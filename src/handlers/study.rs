//! Web study session: fetch the next due card and submit a rating.

use axum::{
  extract::{Path, State},
  Json,
};
use chrono::Utc;
use serde::{Deserialize, Serialize};

use crate::db;
use crate::domain::{CardSrsState, ReviewChannel, ReviewEvent, ReviewOutcome};
use crate::response::AppError;
use crate::srs::{self, ChannelResult};
use crate::state::AppState;

#[derive(Debug, Serialize, Deserialize)]
#[serde(rename_all = "camelCase")]
pub struct StudyCard {
  pub id: i64,
  pub front_text: String,
  pub back_text: String,
}

/// Rating as sent by the web client: a button label, or its numeric code
#[derive(Debug, Deserialize)]
#[serde(untagged)]
pub enum RatingInput {
  Label(String),
  Code(u8),
}

impl RatingInput {
  fn to_outcome(&self) -> Result<ReviewOutcome, AppError> {
    match self {
      Self::Label(label) => Ok(srs::normalize(ChannelResult::Web(label))?),
      Self::Code(code) => Ok(ReviewOutcome::try_from(*code)?),
    }
  }
}

#[derive(Debug, Deserialize)]
#[serde(rename_all = "camelCase")]
pub struct ReviewRequest {
  pub card_id: i64,
  pub rating: RatingInput,
}

#[derive(Debug, Serialize, Deserialize)]
#[serde(rename_all = "camelCase")]
pub struct ReviewResponse {
  pub card_id: i64,
  pub rating: ReviewOutcome,
  #[serde(flatten)]
  pub state: CardSrsState,
}

/// GET /api/study/{deck_id}/next
///
/// Responds with `null` when nothing in the deck is due.
pub async fn next_card(
  State(state): State<AppState>,
  Path(deck_id): Path<i64>,
) -> Result<Json<Option<StudyCard>>, AppError> {
  let now = Utc::now();
  let conn = db::try_lock(&state.db)?;
  if db::get_deck(&conn, deck_id)?.is_none() {
    return Err(AppError::not_found("Deck not found"));
  }

  let candidates = db::get_due_candidates(&conn, deck_id, now)?;
  let Some(card_id) = srs::select_next(&candidates, now) else {
    return Ok(Json(None));
  };

  let card = db::get_card_by_id(&conn, card_id)?.ok_or_else(|| AppError::not_found("Card not found"))?;
  Ok(Json(Some(StudyCard {
    id: card.id,
    front_text: card.front_text,
    back_text: card.back_text,
  })))
}

/// POST /api/study/review
pub async fn submit_review(
  State(state): State<AppState>,
  Json(request): Json<ReviewRequest>,
) -> Result<Json<ReviewResponse>, AppError> {
  let outcome = request.rating.to_outcome()?;
  let event = ReviewEvent {
    card_id: request.card_id,
    outcome,
    channel: ReviewChannel::Web,
  };

  let mut conn = db::try_lock(&state.db)?;
  let new_state = db::apply_review(&mut conn, event, Utc::now())?;

  Ok(Json(ReviewResponse {
    card_id: request.card_id,
    rating: outcome,
    state: new_state,
  }))
}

--------------------------------------------------

> **Problem to solve**
Keep only the lines from the one containing "let conn = db::try_lock(&state.db)?;" through the final line of the records, and transcribe them exactly.

> **Solution for this exercise**
  let conn = db::try_lock(&state.db)?;
  if db::get_deck(&conn, deck_id)?.is_none() {
    return Err(AppError::not_found("Deck not found"));
  }

  let candidates = db::get_due_candidates(&conn, deck_id, now)?;
  let Some(card_id) = srs::select_next(&candidates, now) else {
    return Ok(Json(None));
  };

  let card = db::get_card_by_id(&conn, card_id)?.ok_or_else(|| AppError::not_found("Card not found"))?;
  Ok(Json(Some(StudyCard {
    id: card.id,
    front_text: card.front_text,
    back_text: card.back_text,
  })))
}

/// POST /api/study/review
pub async fn submit_review(
  State(state): State<AppState>,
  Json(request): Json<ReviewRequest>,
) -> Result<Json<ReviewResponse>, AppError> {
  let outcome = request.rating.to_outcome()?;
  let event = ReviewEvent {
    card_id: request.card_id,
    outcome,
    channel: ReviewChannel::Web,
  };

  let mut conn = db::try_lock(&state.db)?;
  let new_state = db::apply_review(&mut conn, event, Utc::now())?;

  Ok(Json(ReviewResponse {
    card_id: request.card_id,
    rating: outcome,
    state: new_state,
  }))
}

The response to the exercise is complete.